Aim of the task:
Write out every line below that includes the word "invariants".

(Data in this exercise Opens)

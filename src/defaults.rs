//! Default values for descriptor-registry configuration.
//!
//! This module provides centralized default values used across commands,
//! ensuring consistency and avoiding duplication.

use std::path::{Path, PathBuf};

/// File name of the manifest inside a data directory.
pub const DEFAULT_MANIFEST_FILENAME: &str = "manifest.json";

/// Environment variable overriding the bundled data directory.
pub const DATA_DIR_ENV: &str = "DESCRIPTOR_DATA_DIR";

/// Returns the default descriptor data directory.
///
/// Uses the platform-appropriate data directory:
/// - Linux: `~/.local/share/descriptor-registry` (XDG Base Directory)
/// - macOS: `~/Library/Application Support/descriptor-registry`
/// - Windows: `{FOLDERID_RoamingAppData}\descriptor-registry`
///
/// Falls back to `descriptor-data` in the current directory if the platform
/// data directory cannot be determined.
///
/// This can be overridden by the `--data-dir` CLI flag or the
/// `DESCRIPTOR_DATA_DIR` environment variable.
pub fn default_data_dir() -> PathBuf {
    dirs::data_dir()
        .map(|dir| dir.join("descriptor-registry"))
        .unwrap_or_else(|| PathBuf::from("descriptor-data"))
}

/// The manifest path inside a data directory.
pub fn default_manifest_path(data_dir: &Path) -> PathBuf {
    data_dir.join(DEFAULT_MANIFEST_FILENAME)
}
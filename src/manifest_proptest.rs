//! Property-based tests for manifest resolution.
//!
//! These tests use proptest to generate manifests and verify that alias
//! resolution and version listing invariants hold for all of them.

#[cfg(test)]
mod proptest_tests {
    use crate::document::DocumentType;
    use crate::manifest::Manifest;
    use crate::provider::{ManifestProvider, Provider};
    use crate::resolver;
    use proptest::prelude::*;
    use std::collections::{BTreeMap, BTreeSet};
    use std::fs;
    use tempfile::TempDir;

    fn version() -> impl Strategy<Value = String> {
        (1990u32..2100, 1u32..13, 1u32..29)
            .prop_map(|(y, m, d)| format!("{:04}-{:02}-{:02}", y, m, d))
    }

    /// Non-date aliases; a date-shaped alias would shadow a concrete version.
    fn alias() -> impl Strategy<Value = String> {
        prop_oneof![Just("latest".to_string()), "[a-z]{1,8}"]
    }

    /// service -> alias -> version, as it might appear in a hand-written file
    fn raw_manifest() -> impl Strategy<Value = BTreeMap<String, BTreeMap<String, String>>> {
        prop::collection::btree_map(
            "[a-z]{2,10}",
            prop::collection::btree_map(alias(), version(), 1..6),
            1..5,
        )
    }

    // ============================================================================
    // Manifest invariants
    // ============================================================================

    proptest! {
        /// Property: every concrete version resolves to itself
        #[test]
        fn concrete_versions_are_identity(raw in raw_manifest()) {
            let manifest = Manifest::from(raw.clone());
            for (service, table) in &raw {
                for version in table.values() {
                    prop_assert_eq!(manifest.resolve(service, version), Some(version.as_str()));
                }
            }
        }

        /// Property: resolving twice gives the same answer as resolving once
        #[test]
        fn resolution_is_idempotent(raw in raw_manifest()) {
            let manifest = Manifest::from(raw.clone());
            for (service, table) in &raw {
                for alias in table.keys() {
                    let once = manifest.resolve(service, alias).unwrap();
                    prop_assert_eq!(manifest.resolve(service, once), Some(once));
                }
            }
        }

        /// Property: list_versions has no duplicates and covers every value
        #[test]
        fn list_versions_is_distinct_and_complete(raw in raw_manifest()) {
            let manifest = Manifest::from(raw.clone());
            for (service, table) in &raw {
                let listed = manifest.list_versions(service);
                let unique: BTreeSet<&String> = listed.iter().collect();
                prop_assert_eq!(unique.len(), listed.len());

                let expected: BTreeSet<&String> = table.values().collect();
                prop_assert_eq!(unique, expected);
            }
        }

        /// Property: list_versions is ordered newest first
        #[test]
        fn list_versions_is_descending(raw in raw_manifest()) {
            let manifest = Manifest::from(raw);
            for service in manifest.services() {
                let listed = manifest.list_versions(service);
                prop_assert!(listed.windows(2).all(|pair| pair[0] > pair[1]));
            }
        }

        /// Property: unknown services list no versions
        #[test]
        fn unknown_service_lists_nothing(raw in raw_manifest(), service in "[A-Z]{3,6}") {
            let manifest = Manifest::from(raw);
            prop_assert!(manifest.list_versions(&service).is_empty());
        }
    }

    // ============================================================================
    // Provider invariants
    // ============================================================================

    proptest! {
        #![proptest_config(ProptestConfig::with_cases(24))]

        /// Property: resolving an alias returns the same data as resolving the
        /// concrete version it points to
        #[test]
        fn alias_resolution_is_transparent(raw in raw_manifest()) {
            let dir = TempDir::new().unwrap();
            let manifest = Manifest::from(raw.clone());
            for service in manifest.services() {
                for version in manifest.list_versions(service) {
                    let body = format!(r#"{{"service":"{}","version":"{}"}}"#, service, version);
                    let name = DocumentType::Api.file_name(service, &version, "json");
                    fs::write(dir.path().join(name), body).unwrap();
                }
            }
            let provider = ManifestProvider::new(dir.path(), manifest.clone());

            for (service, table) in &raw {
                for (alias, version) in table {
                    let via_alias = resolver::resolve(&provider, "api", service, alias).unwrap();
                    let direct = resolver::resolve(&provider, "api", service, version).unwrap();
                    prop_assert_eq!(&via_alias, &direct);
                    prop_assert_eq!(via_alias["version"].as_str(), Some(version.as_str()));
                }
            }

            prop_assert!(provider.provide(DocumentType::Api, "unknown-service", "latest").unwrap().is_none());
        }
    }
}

(Data in this exercise Closes)

Exercise solution:
//! resolution and version listing invariants hold for all of them.
    // Manifest invariants
    // Provider invariants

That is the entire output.